Should I send a thank-you note now..or in a couple weeks or when I get accepted or rejected?
|By Mzhang23 (Mzhang23) on Thursday, January 29, 2004 - 01:26 am: Edit|
Chasgoose, in response to your question, the alumnus would have a minimal effect on your decision. Even millionares find their smart sons and daughters rejected from their alma mater. Unless he knows you very well and writes a letter on your behalf helping shed light on your personality from another perspective not covered in your teacher recs, then his simply putting in a word will be ignored... unless he's the head of the trustees or something.
|By Northstarmom (Northstarmom) on Thursday, January 29, 2004 - 06:37 am: Edit|
It is simply good manners to write a thank-you note within 3 days after someone does a favor for you. In volunteering to interview you (remember all alum interviewers are volunteers), the interviewer was doing you a favor.
You should send the thank-you note now.
If you get in, you should follow-up with a phone call or note informing the alum. Harvard only lets the head of the local school's committee (part of Harvard alumni club) know who gets in, and that info comes typically weeks after the applicants hear. Some alumni interviewers never hear who gets in. Even if you get in and decide to turn down the acceptance, it's still polite to let your interviewer know how things worked out.
If the alum expressed interest in hearing where you end up -- regardless of whether you get into Harvard -- it would be nice to let the interviewer know even if you don't get into Harvard. I always am interested in students I interview, and I do want to hear where they end up going. I know the odds are always long, so no matter how highly I think of a student, I never assume they'll end up at Harvard. Still, I wish them well, and like to know how their college plans work out.
I agree with Mzhang23.The advice that the teacher was solid in that of course if you still hope for an acceptance, you should keep your grades up.
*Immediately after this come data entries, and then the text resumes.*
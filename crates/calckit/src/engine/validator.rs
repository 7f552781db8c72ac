//! Input validation for calculator operations.
//!
//! ## Purpose
//!
//! This module resolves loosely typed inputs ([`NumericLike`]) into validated
//! [`Number`]s and checks operation-specific constraints such as the
//! factorial argument range.
//!
//! ## Design notes
//!
//! * **Fail-Fast**: Validation stops at the first error encountered.
//! * **Contextual**: Every message names the field, and the index for
//!   sequence elements.
//! * **Text coercion**: Text without a `.` parses as an integer, otherwise as
//!   a float. Surrounding whitespace is ignored.
//!
//! ## Invariants
//!
//! * Native floats pass through unchanged, including NaN and ±inf.
//! * Validation is deterministic and side-effect free (apart from logging).
//!
//! ## Non-goals
//!
//! * This module does not perform any arithmetic.
//! * This module does not correct invalid inputs.

// Feature-gated imports
#[cfg(not(feature = "std"))]
use alloc::vec::Vec;
#[cfg(feature = "std")]
use std::vec::Vec;

// External dependencies
use core::fmt::Display;

// Internal dependencies
use crate::primitives::errors::CalcError;
use crate::primitives::input::NumericLike;
use crate::primitives::number::Number;

/// Largest accepted factorial argument.
pub const MAX_FACTORIAL_INPUT: u64 = 1000;

// ============================================================================
// Validator
// ============================================================================

/// Validation utility for calculator inputs.
///
/// All methods fail fast and return `CalcError::InvalidInput` (or
/// `DomainError` for out-of-domain factorial arguments).
pub struct Validator;

impl Validator {
    // ========================================================================
    // Scalar Validation
    // ========================================================================

    /// Resolve a single value into a [`Number`].
    ///
    /// `field` only needs to be displayable, so callers can pass lazily
    /// formatted names such as `format_args!("{name}[{i}]")`.
    pub fn validate_number<F>(value: &NumericLike, field: F) -> Result<Number, CalcError>
    where
        F: Display + Copy,
    {
        match value {
            NumericLike::Int(i) => Ok(Number::Int(*i)),
            NumericLike::Float(v) => Ok(Number::Float(*v)),
            NumericLike::Text(text) => Self::parse_text(text, field),
            other => {
                log::debug!("rejected {field}: unsupported type {}", other.type_name());
                Err(CalcError::invalid(format_args!(
                    "Parameter '{field}' must be numeric, got {}",
                    other.type_name()
                )))
            }
        }
    }

    /// Parse numeric text. Integers are tried when no decimal point is present.
    fn parse_text<F: Display>(text: &str, field: F) -> Result<Number, CalcError> {
        let trimmed = text.trim();
        let parsed = if trimmed.contains('.') {
            trimmed.parse::<f64>().ok().map(Number::Float)
        } else {
            trimmed.parse::<i64>().ok().map(Number::Int)
        };

        parsed.ok_or_else(|| {
            log::debug!("rejected {field}: cannot parse {text:?}");
            CalcError::invalid(format_args!(
                "Parameter '{field}' must be numeric, got '{text}'"
            ))
        })
    }

    // ========================================================================
    // Sequence Validation
    // ========================================================================

    /// Resolve every element of a non-empty sequence.
    ///
    /// # Notes
    ///
    /// * Elements are validated under the field name `field[i]`.
    /// * The first failing element aborts validation.
    pub fn validate_numeric_sequence<I>(values: I, field: &str) -> Result<Vec<Number>, CalcError>
    where
        I: IntoIterator,
        I::Item: Into<NumericLike>,
    {
        let iter = values.into_iter();
        let mut validated = Vec::with_capacity(iter.size_hint().0);

        for (i, item) in iter.enumerate() {
            let item: NumericLike = item.into();
            let number = Self::validate_number(&item, format_args!("{field}[{i}]"))
                .map_err(|e| e.annotate(format_args!("Invalid item at index {i} in {field}")))?;
            validated.push(number);
        }

        if validated.is_empty() {
            log::debug!("rejected {field}: empty list");
            return Err(CalcError::invalid(format_args!(
                "Parameter '{field}' cannot be an empty list"
            )));
        }

        Ok(validated)
    }

    /// Validate a single dynamically typed value that must hold a list.
    pub fn validate_sequence_value(
        value: &NumericLike,
        field: &str,
    ) -> Result<Vec<Number>, CalcError> {
        match value {
            NumericLike::List(items) => Self::validate_numeric_sequence(items, field),
            other => {
                log::debug!("rejected {field}: expected list, got {}", other.type_name());
                Err(CalcError::invalid(format_args!(
                    "Parameter '{field}' must be a list, got {}",
                    other.type_name()
                )))
            }
        }
    }

    // ========================================================================
    // Factorial Validation
    // ========================================================================

    /// Check a factorial argument and return it as an unsigned integer.
    ///
    /// # Notes
    ///
    /// * Checks run in order: integrality, sign, then the `limit` cap.
    /// * Integral floats such as `5.0` are accepted.
    pub fn validate_factorial_arg(n: Number, limit: u64) -> Result<u64, CalcError> {
        if !n.is_integral() {
            return Err(CalcError::invalid("Factorial is only defined for integers"));
        }

        if n.is_negative() {
            return Err(CalcError::domain(
                "Factorial is not defined for negative numbers",
            ));
        }

        n.as_integer()
            .and_then(|i| u64::try_from(i).ok())
            .filter(|&value| value <= limit)
            .ok_or_else(|| {
                CalcError::invalid(format_args!("Factorial input too large (max {limit})"))
            })
    }

    /// Validate a configured factorial cap.
    pub fn validate_factorial_limit(limit: u64) -> Result<(), CalcError> {
        if limit > MAX_FACTORIAL_INPUT {
            return Err(CalcError::invalid(format_args!(
                "Invalid factorial_limit: {limit} (must be at most {MAX_FACTORIAL_INPUT})"
            )));
        }
        Ok(())
    }

    // ========================================================================
    // Builder Validation
    // ========================================================================

    /// Validate that no parameters were set multiple times in the builder.
    pub fn validate_no_duplicates(duplicate_param: Option<&'static str>) -> Result<(), CalcError> {
        if let Some(param) = duplicate_param {
            return Err(CalcError::invalid(format_args!(
                "Parameter '{param}' was set multiple times"
            )));
        }
        Ok(())
    }
}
It's unlikely, though, that the teacher's husband can do anything for you.
|By Chasgoose (Chasgoose) on Thursday, January 29, 2004 - 12:45 pm: Edit|
I guess I misphrased my question. The more important thing that I wanted to know was is it possible that he has knowledge of the admissions decisions. I knew that chances are he wouldn't have much influence over them. The thing about the grades up comment was that she isn't the teacher to pull me aside to say something obvious like that. The way she delivered it made me think that there was something behind it.
|By Northstarmom (Northstarmom) on Thursday, January 29, 2004 - 01:51 pm: Edit|
I still don't understand what you're asking. Are you asking if he'd know about the adcom's considerations as they examine your file? Are you asking whether he might have some tips about Harvard admissions that perhaps even your GC doesn't know?
If your question is the former, I doubt that he has that kind of knowledge. Depending on who he knows, however, he may have some inside information as relates to my second question.